------ Data supplied

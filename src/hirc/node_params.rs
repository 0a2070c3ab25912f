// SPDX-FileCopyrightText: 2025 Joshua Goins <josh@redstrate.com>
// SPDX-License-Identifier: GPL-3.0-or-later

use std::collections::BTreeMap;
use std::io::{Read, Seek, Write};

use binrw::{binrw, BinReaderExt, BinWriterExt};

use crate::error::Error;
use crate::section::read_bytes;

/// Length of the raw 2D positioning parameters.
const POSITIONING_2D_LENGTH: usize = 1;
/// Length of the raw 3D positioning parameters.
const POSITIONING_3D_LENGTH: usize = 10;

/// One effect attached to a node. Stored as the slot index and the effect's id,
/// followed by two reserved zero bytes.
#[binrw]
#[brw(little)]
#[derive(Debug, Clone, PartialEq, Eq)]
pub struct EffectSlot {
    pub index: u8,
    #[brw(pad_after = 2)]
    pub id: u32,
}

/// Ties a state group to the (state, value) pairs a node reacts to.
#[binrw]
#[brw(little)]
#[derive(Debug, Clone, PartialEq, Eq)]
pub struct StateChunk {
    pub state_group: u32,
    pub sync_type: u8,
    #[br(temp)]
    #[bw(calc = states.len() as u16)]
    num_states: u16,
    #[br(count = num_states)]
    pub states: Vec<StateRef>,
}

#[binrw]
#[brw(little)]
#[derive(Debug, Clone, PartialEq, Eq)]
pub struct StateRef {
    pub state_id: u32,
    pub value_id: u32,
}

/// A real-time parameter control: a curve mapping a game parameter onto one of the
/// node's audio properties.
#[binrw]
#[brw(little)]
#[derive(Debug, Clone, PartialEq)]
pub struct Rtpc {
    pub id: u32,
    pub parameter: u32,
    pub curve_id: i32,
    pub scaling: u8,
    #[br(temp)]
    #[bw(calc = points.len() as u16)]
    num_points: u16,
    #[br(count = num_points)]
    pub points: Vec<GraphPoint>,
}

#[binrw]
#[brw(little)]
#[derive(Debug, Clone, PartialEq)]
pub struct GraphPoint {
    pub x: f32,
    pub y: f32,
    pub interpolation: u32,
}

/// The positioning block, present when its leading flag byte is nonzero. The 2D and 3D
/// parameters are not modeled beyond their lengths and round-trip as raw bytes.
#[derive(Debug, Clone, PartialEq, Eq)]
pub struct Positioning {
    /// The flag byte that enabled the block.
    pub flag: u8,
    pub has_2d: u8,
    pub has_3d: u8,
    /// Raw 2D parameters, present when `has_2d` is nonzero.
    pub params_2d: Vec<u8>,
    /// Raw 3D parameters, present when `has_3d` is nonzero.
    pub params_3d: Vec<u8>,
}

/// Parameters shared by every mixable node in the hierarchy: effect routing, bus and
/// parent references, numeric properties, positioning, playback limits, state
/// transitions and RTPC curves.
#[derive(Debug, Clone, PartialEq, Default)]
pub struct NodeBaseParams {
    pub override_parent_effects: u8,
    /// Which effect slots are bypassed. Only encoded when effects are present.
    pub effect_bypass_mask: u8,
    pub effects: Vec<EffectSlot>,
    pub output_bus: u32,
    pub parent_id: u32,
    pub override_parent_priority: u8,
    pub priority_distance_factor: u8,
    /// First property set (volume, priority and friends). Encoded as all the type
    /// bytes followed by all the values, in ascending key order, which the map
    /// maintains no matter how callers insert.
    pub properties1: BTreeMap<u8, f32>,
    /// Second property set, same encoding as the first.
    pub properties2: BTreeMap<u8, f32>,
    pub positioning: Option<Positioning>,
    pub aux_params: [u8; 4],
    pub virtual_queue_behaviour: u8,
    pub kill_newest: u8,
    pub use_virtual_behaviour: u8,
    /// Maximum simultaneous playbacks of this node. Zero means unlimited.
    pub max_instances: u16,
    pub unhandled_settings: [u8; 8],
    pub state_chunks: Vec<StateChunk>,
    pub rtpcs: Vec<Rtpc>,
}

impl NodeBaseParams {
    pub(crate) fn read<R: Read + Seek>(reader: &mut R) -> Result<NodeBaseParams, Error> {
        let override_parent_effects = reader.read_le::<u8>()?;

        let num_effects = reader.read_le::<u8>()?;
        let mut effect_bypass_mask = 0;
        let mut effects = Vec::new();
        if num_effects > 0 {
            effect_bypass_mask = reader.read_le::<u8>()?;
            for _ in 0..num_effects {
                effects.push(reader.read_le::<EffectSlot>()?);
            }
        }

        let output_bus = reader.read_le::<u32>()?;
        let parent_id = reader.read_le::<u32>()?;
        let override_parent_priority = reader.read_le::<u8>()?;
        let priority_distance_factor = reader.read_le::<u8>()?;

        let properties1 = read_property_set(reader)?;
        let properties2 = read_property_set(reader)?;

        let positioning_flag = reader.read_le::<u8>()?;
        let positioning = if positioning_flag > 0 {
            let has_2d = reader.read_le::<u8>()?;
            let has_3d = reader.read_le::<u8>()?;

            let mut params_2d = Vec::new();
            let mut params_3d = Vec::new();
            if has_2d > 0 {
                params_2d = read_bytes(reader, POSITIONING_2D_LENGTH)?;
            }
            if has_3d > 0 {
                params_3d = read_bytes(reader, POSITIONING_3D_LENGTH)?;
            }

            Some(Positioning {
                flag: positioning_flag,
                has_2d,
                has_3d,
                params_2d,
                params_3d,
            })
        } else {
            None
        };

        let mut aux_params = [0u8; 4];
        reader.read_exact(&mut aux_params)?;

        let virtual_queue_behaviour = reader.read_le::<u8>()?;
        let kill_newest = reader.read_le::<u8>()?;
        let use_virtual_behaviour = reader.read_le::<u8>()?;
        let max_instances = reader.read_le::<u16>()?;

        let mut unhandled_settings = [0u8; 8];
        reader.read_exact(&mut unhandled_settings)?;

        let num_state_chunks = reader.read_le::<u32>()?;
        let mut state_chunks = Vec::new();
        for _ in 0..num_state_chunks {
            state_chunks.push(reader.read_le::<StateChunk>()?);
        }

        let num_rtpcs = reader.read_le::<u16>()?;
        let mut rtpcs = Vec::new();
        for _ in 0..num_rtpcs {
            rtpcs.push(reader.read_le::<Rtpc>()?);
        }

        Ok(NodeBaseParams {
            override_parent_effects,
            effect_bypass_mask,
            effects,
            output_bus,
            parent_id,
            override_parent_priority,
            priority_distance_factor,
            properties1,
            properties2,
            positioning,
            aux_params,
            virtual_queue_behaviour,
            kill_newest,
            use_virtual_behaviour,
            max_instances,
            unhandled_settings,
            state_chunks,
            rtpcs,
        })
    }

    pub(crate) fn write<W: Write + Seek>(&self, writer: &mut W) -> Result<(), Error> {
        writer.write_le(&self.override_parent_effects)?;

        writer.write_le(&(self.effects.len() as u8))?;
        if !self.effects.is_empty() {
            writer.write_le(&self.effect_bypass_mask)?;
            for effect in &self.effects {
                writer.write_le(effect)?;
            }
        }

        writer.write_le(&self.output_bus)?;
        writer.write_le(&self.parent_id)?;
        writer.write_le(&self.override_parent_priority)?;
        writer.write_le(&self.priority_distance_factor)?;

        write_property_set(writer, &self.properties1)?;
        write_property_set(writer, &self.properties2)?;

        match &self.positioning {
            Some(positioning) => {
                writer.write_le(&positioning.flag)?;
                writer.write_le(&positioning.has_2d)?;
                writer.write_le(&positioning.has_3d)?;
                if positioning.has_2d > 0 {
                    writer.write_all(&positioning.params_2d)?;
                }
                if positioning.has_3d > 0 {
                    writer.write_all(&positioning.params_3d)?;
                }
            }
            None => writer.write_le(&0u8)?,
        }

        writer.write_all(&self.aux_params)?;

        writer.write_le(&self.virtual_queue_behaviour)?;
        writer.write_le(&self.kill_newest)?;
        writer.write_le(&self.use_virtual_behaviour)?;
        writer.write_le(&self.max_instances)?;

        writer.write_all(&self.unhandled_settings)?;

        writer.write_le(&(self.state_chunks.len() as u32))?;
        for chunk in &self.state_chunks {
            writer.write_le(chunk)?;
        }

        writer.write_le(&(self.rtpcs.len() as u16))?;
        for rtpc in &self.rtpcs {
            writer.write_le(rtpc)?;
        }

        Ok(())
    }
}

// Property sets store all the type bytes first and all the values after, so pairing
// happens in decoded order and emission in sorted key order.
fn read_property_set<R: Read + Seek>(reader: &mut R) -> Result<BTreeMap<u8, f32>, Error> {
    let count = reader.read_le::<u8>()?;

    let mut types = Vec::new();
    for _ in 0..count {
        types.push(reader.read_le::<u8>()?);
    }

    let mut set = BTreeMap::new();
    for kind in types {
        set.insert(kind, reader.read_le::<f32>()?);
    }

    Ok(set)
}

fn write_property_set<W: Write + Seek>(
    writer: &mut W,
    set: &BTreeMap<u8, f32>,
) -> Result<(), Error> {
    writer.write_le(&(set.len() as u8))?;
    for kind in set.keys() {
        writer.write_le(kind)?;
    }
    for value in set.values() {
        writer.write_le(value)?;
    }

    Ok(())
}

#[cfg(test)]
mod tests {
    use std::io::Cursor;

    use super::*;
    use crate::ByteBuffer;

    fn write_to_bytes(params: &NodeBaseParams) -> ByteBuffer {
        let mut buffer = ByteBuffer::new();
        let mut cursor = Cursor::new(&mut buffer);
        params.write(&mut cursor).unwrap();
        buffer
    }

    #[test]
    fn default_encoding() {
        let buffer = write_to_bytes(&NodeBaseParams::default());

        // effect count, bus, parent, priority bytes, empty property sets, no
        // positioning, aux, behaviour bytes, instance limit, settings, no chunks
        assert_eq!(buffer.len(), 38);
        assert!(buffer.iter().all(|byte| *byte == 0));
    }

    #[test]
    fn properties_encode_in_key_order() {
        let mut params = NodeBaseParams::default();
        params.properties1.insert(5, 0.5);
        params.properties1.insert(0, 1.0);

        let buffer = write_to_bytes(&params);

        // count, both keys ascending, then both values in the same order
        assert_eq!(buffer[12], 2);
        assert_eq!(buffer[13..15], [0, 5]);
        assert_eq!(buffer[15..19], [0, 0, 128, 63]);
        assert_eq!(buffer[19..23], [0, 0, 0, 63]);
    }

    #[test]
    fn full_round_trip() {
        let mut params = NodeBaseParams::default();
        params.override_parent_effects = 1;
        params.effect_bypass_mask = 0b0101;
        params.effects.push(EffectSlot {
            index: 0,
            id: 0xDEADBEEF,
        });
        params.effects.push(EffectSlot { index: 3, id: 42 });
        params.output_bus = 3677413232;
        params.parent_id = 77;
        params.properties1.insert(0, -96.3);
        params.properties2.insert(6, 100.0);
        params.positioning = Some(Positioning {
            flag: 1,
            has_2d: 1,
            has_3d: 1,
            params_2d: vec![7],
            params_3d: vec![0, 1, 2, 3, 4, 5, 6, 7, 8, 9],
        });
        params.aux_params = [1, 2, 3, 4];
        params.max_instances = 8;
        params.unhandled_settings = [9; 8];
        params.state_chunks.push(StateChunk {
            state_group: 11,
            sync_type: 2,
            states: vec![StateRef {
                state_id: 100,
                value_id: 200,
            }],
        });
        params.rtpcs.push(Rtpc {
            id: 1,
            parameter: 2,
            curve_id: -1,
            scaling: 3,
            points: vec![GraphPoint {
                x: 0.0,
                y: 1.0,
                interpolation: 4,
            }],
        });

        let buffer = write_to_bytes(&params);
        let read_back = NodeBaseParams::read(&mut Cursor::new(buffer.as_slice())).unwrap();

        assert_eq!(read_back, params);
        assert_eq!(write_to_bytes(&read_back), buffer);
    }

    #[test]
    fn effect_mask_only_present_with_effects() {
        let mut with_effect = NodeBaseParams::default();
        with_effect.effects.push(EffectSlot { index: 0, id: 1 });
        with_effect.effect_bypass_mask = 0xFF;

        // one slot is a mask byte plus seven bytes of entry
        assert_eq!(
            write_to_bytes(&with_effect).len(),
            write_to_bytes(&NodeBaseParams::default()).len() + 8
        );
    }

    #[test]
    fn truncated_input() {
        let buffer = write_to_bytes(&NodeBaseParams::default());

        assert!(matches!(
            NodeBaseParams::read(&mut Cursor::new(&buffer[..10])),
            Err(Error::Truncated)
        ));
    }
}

------------
------ Data supplied

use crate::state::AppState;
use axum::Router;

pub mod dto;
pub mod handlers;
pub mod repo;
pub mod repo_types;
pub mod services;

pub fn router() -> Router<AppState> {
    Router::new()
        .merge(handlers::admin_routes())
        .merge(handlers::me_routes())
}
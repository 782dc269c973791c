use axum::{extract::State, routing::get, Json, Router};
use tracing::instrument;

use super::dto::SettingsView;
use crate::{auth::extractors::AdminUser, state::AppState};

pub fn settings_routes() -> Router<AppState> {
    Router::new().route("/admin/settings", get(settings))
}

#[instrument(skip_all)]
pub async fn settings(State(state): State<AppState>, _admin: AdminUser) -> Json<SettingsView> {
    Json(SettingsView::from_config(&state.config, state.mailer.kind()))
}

------------

Your task is to find every line above containing the word "calc" and copy it.

### Answer section
    #[bw(calc = states.len() as u16)]
    #[bw(calc = points.len() as u16)]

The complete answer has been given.